# Uk surrogacy agreement



## Gayleandcharlie (Aug 17, 2014)

Hi all, we are just embarking on surrogacy with my cousin being a host surrogate for us. We are also having pre genetic diagnosis so the costs are very high. We haven't joined COTs but we are very thorough. The only thing we can't find is the uk surrogacy agreement. Help!!!! Also does anyone have a spread sheet of how they documented costs. Thanks everyone x


----------



## EJJB (Mar 18, 2005)

As surrogacy agreements are not legally binding there is no standard form for them. SUK and COTS I presume would have their own, but even those  wouldn't stand up in court.
All you can do is write down every relevant thing you can think of and use them as headings. The same applies with expenses just write down everything you  can think of and them detail an amount for each.
Hope that helps
EJJB
x


----------



## Katie88 (Feb 7, 2013)

We didnt really need/use one x


----------



## NatGamble (Mar 1, 2007)

Just to drop in here to say that, having deal with tons of surrogacy arrangements which have gone smoothly and a few which have gone horribly wrong, it is so important to talk things through carefully and thoroughly at the outset. Even if an agreement is not legally binding, putting things in writing can really help crystallise your thoughts and give you a structure for discussing things properly.

Key issues include the detail for expenses, attendance at scans and the birth (and how much interaction/support you expect in your relationship), treatment/conception options, your views on termination if there is a problem, birth certificate options (where applicable), how you plan to resolve any difficulties between you etc.

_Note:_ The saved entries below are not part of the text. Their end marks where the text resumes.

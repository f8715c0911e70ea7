//! Weather Ingestor: periodic DHT22 reads, range validation, and
//! storage of the latest sample plus a trimmed time series.

mod dht22;

pub use dht22::{read_blocking, Dht22Error, RawReading};

use std::sync::atomic::{AtomicU64, Ordering};
use std::sync::Arc;
use std::time::Duration;

use chrono::Utc;
use tokio_util::sync::CancellationToken;

use crate::bus::EventBus;
use crate::config::{self, KEY_WEATHER_LOCAL, WEATHER_SERIES_RETENTION_HOURS};
use crate::types::{WeatherSample, WeatherSource};

#[derive(Default)]
pub struct WeatherCounters {
    pub reads_attempted: AtomicU64,
    pub reads_succeeded: AtomicU64,
    pub reads_failed: AtomicU64,
}

pub struct WeatherIngestor {
    bus: Arc<dyn EventBus>,
    counters: Arc<WeatherCounters>,
    gpio_pin: u32,
}

impl WeatherIngestor {
    pub fn new(bus: Arc<dyn EventBus>, gpio_pin: u32) -> Self {
        Self {
            bus,
            counters: Arc::new(WeatherCounters::default()),
            gpio_pin,
        }
    }

    pub fn counters(&self) -> Arc<WeatherCounters> {
        self.counters.clone()
    }

    pub async fn run(&self, cancel: CancellationToken) {
        let interval = Duration::from_secs(config::get().weather.update_interval_secs);
        loop {
            self.read_once().await;
            tokio::select! {
                _ = tokio::time::sleep(interval) => {}
                _ = cancel.cancelled() => return,
            }
        }
    }

    async fn read_once(&self) {
        self.counters.reads_attempted.fetch_add(1, Ordering::Relaxed);

        let pin = self.gpio_pin;
        let raw = match tokio::task::spawn_blocking(move || read_blocking(pin)).await {
            Ok(Ok(raw)) => raw,
            Ok(Err(e)) => {
                self.counters.reads_failed.fetch_add(1, Ordering::Relaxed);
                tracing::warn!(error = %e, "dht22 read failed");
                return;
            }
            Err(e) => {
                self.counters.reads_failed.fetch_add(1, Ordering::Relaxed);
                tracing::error!(error = %e, "dht22 read task panicked");
                return;
            }
        };

        let sample = match WeatherSample::new(
            Utc::now(),
            raw.temperature_c,
            raw.humidity_pct,
            WeatherSource::Local,
        ) {
            Ok(sample) => sample,
            Err(e) => {
                self.counters.reads_failed.fetch_add(1, Ordering::Relaxed);
                tracing::warn!(error = %e, "dht22 reading out of range, discarded");
                return;
            }
        };

        self.counters.reads_succeeded.fetch_add(1, Ordering::Relaxed);
        self.store(&sample).await;
    }

    async fn store(&self, sample: &WeatherSample) {
        let json = match serde_json::to_string(sample) {
            Ok(j) => j,
            Err(e) => {
                tracing::error!(error = %e, "failed to serialize weather sample");
                return;
            }
        };

        if let Err(e) = self.bus.set_latest(KEY_WEATHER_LOCAL, &json, None).await {
            tracing::error!(error = %e, "failed to store latest weather sample");
        }

        let series_key = format!("{KEY_WEATHER_LOCAL}:series");
        let samples_per_window =
            (WEATHER_SERIES_RETENTION_HOURS as u64 * 3600 / config::get().weather.update_interval_secs.max(1))
                .max(1) as usize;
        if let Err(e) = self
            .bus
            .push_bounded_list(&series_key, &json, samples_per_window)
            .await
        {
            tracing::error!(error = %e, "failed to append weather time series entry");
        }
    }
}

#[cfg(test)]
mod tests {
    use super::*;
    use crate::bus::InMemoryBus;

    #[tokio::test]
    async fn stores_valid_sample() {
        if !config::is_initialized() {
            config::init(config::Config::for_tests());
        }
        let bus = Arc::new(InMemoryBus::new());
        let ingestor = WeatherIngestor::new(bus.clone(), 4);
        let sample = WeatherSample::new(Utc::now(), 20.0, 45.0, WeatherSource::Local).unwrap();
        ingestor.store(&sample).await;

        let stored = bus.get_latest(KEY_WEATHER_LOCAL).await.unwrap();
        assert!(stored.is_some());
    }
}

It's illegal for lawyers in the UK to draft agreements, and they are not strictly legally binding (in terms of being enforceable as simple contracts) but I still think they have value. There's some more info here: 
http://www.nataliegambleassociates.co.uk/knowledge-centre/surrogacy-in-the-uk-the-law

Natalie


----------



## Gayleandcharlie (Aug 17, 2014)

Thankyou everyone all really helpful advice. Natalie a quick question if you don't mind, a friend of mine is on her second baby through a surrogate. For her expenses ( paid to her surrogate) she just wrote it down in the block payments as per the surrogacy agreement. Rather than writing every single expense down ie travel cost etc.  this wasn't a problem for her parental order so we are thing of the same route. Is this ok? Many many thanks x


----------



## NatGamble (Mar 1, 2007)

Hi there
This is a really common approach (and in fact the one recommended by COTS for many  years).  You can never say categorically that it won't be queried, since every assessment depends on the particular judge and court reporter, but you would be exceptionally unlucky if it were assuming the amounts are not astronomical.  Even if it were looked into, the very worst case scenario would be the court having to decide whether to explicitly authorise payments of more than reasonable expenses in hindsight.  The court can do this, and has done in hundreds of previous cases, and never said no.  So the risk is  just more complex process, and I don't think it's much of a risk.

Hope that reassures you!

Best of luck on your journey

Natalie


----------



## Gayleandcharlie (Aug 17, 2014)

Many thanks natalie once again x


----------



## kaosfusion (Oct 24, 2011)

I have a couple of draft agreements that you can use.  One of which we used for our journey and the Courts were fine with granting the PO as a result of it.

Message me if you would like to see them and I can get them across to you, whilst not legally binding the Courts will accept them as proof of expenses AND they cover everything that you should discuss with your surrogate prior to beginning of the journey so for these reasons alone you should definitely have one!


----------